Opinion
Civil Action No. GLR-14-1853
09-02-2015
MEMORANDUM OPINION
THIS MATTER is before the Court on Defendants' Motion to Dismiss or, in the Alternative, Motion for Summary Judgment (ECF No. 16). The Motion is ripe for disposition. Upon consideration of the Motion and the Opposition thereto (ECF No. 20), the Court finds no hearing necessary. See Local Rule 105.6 (D.Md. 2014). For reasons stated below, the Motion shall be granted.
I. BACKGROUND
Unless otherwise noted, the following facts are taken from the Complaint and the parties' briefings on the Motion.
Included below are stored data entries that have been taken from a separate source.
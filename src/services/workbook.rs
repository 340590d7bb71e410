// src/services/workbook.rs

use chrono::NaiveDate;
use rust_decimal::prelude::ToPrimitive;
use rust_xlsxwriter::{Format, Workbook};

use crate::{
    common::error::AppError,
    models::export::{CellValue, SheetData},
};

/// Serializa uma aba em bytes de planilha.
pub trait WorkbookWriter: Send + Sync {
    fn write(&self, sheet: &SheetData) -> Result<Vec<u8>, AppError>;
}

#[derive(Debug, Clone, Default)]
pub struct XlsxWorkbookWriter;

const MONEY_FORMAT: &str = "#,##0.00";
const DATE_FORMAT: &str = "dd/mm/yyyy";

/// Data → número de série do Excel (dias desde 1899-12-30).
fn excel_serial(date: NaiveDate) -> f64 {
    let epoch = NaiveDate::from_ymd_opt(1899, 12, 30).unwrap_or(NaiveDate::MIN);
    (date - epoch).num_days() as f64
}

impl WorkbookWriter for XlsxWorkbookWriter {
    fn write(&self, sheet: &SheetData) -> Result<Vec<u8>, AppError> {
        let mut workbook = Workbook::new();
        let header_format = Format::new().set_bold();
        let money_format = Format::new().set_num_format(MONEY_FORMAT);
        let date_format = Format::new().set_num_format(DATE_FORMAT);

        let worksheet = workbook.add_worksheet().set_name(&sheet.name)?;

        for (col, header) in sheet.headers.iter().enumerate() {
            worksheet.write_string_with_format(0, col as u16, header, &header_format)?;
        }

        for (i, row) in sheet.rows.iter().enumerate() {
            let r = (i + 1) as u32;
            for (col, cell) in row.iter().enumerate() {
                let c = col as u16;
                match cell {
                    CellValue::Text(s) => {
                        worksheet.write_string(r, c, s)?;
                    }
                    // Valores monetários seguem numéricos para o usuário somar no Excel.
                    CellValue::Money(d) => {
                        worksheet.write_number_with_format(r, c, d.to_f64().unwrap_or(0.0), &money_format)?;
                    }
                    CellValue::Date(d) => {
                        worksheet.write_number_with_format(r, c, excel_serial(*d), &date_format)?;
                    }
                    CellValue::Integer(n) => {
                        worksheet.write_number(r, c, *n as f64)?;
                    }
                    CellValue::Empty => {}
                }
            }
        }

        worksheet.autofit();

        Ok(workbook.save_to_buffer()?)
    }
}
// src/lib.rs

pub mod common;
pub mod config;
pub mod db;
pub mod docs;
pub mod handlers;
pub mod middleware;
pub mod models;
pub mod services;
pub mod routes;
// src/db/pg_store.rs

use async_trait::async_trait;
use chrono::{DateTime, NaiveDate, Utc};
use sqlx::{FromRow, PgPool, Postgres, QueryBuilder};

use crate::{
    common::error::AppError,
    db::{
        layout,
        predicate::Predicate,
        sources,
        staging_store::{StagingStore, StagingTable},
    },
    models::{
        requests::GenerationScope,
        staging::{columns::*, AuditInfo, SourceLedger, StagedRow},
    },
};

#[derive(Clone)]
pub struct PgStagingStore {
    pool: PgPool,
}

impl PgStagingStore {
    pub fn new(pool: PgPool) -> Self {
        Self { pool }
    }
}

#[derive(Debug, FromRow)]
struct AuditRow {
    total_rows: i64,
    first_posting_date: Option<NaiveDate>,
    last_posting_date: Option<NaiveDate>,
    period_from: Option<NaiveDate>,
    period_to: Option<NaiveDate>,
    last_generated_at: Option<DateTime<Utc>>,
}

// 42P07 = duplicate_table; 23505 em pg_type quando dois CREATE TABLE correm juntos.
fn is_already_exists(e: &sqlx::Error) -> bool {
    match e {
        sqlx::Error::Database(db_err) => {
            matches!(db_err.code().as_deref(), Some("42P07") | Some("23505"))
        }
        _ => false,
    }
}

#[async_trait]
impl StagingStore for PgStagingStore {
    async fn table_exists(&self, table: &StagingTable) -> Result<bool, AppError> {
        let exists = sqlx::query_scalar::<_, bool>(
            r#"
            SELECT EXISTS (
                SELECT 1
                FROM information_schema.tables
                WHERE table_schema = $1 AND table_name = $2
            )
            "#,
        )
        .bind(&table.schema.schema)
        .bind(table.kind.table_name())
        .fetch_one(&self.pool)
        .await?;

        Ok(exists)
    }

    async fn create_table(&self, table: &StagingTable) -> Result<(), AppError> {
        let mut tx = self.pool.begin().await?;

        for statement in layout::create_table_sql(&table.schema, table.kind) {
            if let Err(e) = sqlx::query(&statement).execute(&mut *tx).await {
                if is_already_exists(&e) {
                    return Err(AppError::StagingTableExists(table.qualified_name()));
                }
                return Err(e.into());
            }
        }

        tx.commit().await.map_err(|e| {
            if is_already_exists(&e) {
                AppError::StagingTableExists(table.qualified_name())
            } else {
                e.into()
            }
        })
    }

    async fn drop_table(&self, table: &StagingTable) -> Result<(), AppError> {
        sqlx::query(&format!("DROP TABLE IF EXISTS {}", table.qualified_name()))
            .execute(&self.pool)
            .await?;
        Ok(())
    }

    async fn delete_rows(&self, table: &StagingTable, owner: &str) -> Result<u64, AppError> {
        let result = sqlx::query(&format!(
            "DELETE FROM {} WHERE owner = $1",
            table.qualified_name()
        ))
        .bind(owner)
        .execute(&self.pool)
        .await?;

        Ok(result.rows_affected())
    }

    async fn populate(
        &self,
        table: &StagingTable,
        source: SourceLedger,
        scope: &GenerationScope,
    ) -> Result<u64, AppError> {
        let mut qb = sources::populate_query(table, source, scope)?;
        let result = qb.build().execute(&self.pool).await?;
        Ok(result.rows_affected())
    }

    async fn count_rows(&self, table: &StagingTable, predicate: &Predicate) -> Result<i64, AppError> {
        let mut qb: QueryBuilder<Postgres> =
            QueryBuilder::new(format!("SELECT COUNT(*) FROM {}", table.qualified_name()));
        predicate.push_where(&mut qb);

        let total = qb.build_query_scalar::<i64>().fetch_one(&self.pool).await?;
        Ok(total)
    }

    async fn fetch_rows(
        &self,
        table: &StagingTable,
        predicate: &Predicate,
        limit: i64,
        offset: i64,
    ) -> Result<Vec<StagedRow>, AppError> {
        let mut qb: QueryBuilder<Postgres> = QueryBuilder::new(format!(
            "SELECT {} FROM {}",
            layout::select_list(table.kind),
            table.qualified_name()
        ));
        predicate.push_where(&mut qb);
        qb.push(format!(" ORDER BY {}", layout::order_by(table.kind)));
        qb.push(" LIMIT ").push_bind(limit);
        qb.push(" OFFSET ").push_bind(offset);

        let rows = qb.build_query_as::<StagedRow>().fetch_all(&self.pool).await?;
        Ok(rows)
    }

    async fn audit(&self, table: &StagingTable, owner: &str) -> Result<AuditInfo, AppError> {
        let kind = table.kind;
        let posting_date = layout::column_or_null(kind, POSTING_DATE);

        let row = sqlx::query_as::<_, AuditRow>(&format!(
            r#"
            SELECT
                COUNT(*) AS total_rows,
                MIN({posting}) AS first_posting_date,
                MAX({posting}) AS last_posting_date,
                MIN(period_from) AS period_from,
                MAX(period_to) AS period_to,
                MAX(generated_at) AS last_generated_at
            FROM {table}
            WHERE owner = $1
            "#,
            posting = posting_date,
            table = table.qualified_name(),
        ))
        .bind(owner)
        .fetch_one(&self.pool)
        .await?;

        Ok(AuditInfo {
            report_kind: kind,
            tenant: table.schema.tenant.clone(),
            owner: owner.to_string(),
            total_rows: row.total_rows,
            first_posting_date: row.first_posting_date,
            last_posting_date: row.last_posting_date,
            period_from: row.period_from,
            period_to: row.period_to,
            last_generated_at: row.last_generated_at,
        })
    }
}
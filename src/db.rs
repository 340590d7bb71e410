// src/db.rs

pub mod layout;
pub mod pg_store;
pub mod predicate;
pub mod schema_catalog;
pub mod sources;
pub mod staging_store;

#[cfg(test)]
pub mod memory_store;

pub use pg_store::PgStagingStore;
pub use schema_catalog::{SchemaCatalog, TenantSchema};
pub use staging_store::{StagingStore, StagingTable};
The facts are viewed in a light most favorable to Plaintiff.
In partnership with America's VetDog Veteran's K-9 Corps and Guide Dogs Foundation ("Vet Dog Program"), the Western Correctional Institution ("WCI") offers a program for prison inmates to raise, socialize and teach puppies basic command skills. On May 29, 2013, Plaintiff Wayne Leo Savoy filed an administrative remedy procedure grievance ("ARP") against WCI's Defendant Lieutenant J. McFarland after McFarland informed Savoy that inmates in wheelchairs were excluded from participating in the Vet Dog Program. On June 4, 2013, WCI personnel received Savoy's ARP. The ARP was dismissed on June 10, 2015, based upon Savoy's attempt to file a "class action" grievance on behalf of other inmates. After refusing to sign the ARP, McFarland had correctional officers harass Savoy by refusing to open his cell door for work and then claiming he refused to work, and by threatening to move him to another WCI housing unit used to "intimidate inmates into signing off on their ARPs" because it is known to be "full of [violent] gang members."
On June 14, 2013, Savoy submitted another ARP, contending that he was harassed and intimidated by Defendant COII B. McKenzie for submitting ARPs written about Defendant Sergeant John Shaver and McKenzie. On July 7, 2013, after again refusing to sign the ARP, Savoy was moved out of his handicap cell to a WCI housing unit that does not comply with the Americans with Disabilities Act ("ADA"), in an effort to "free up single cell beds that were being designated for use by the Vet Dog Program." On July 8, 2013, Savoy withdrew his June 14, 2013 ARP grievance.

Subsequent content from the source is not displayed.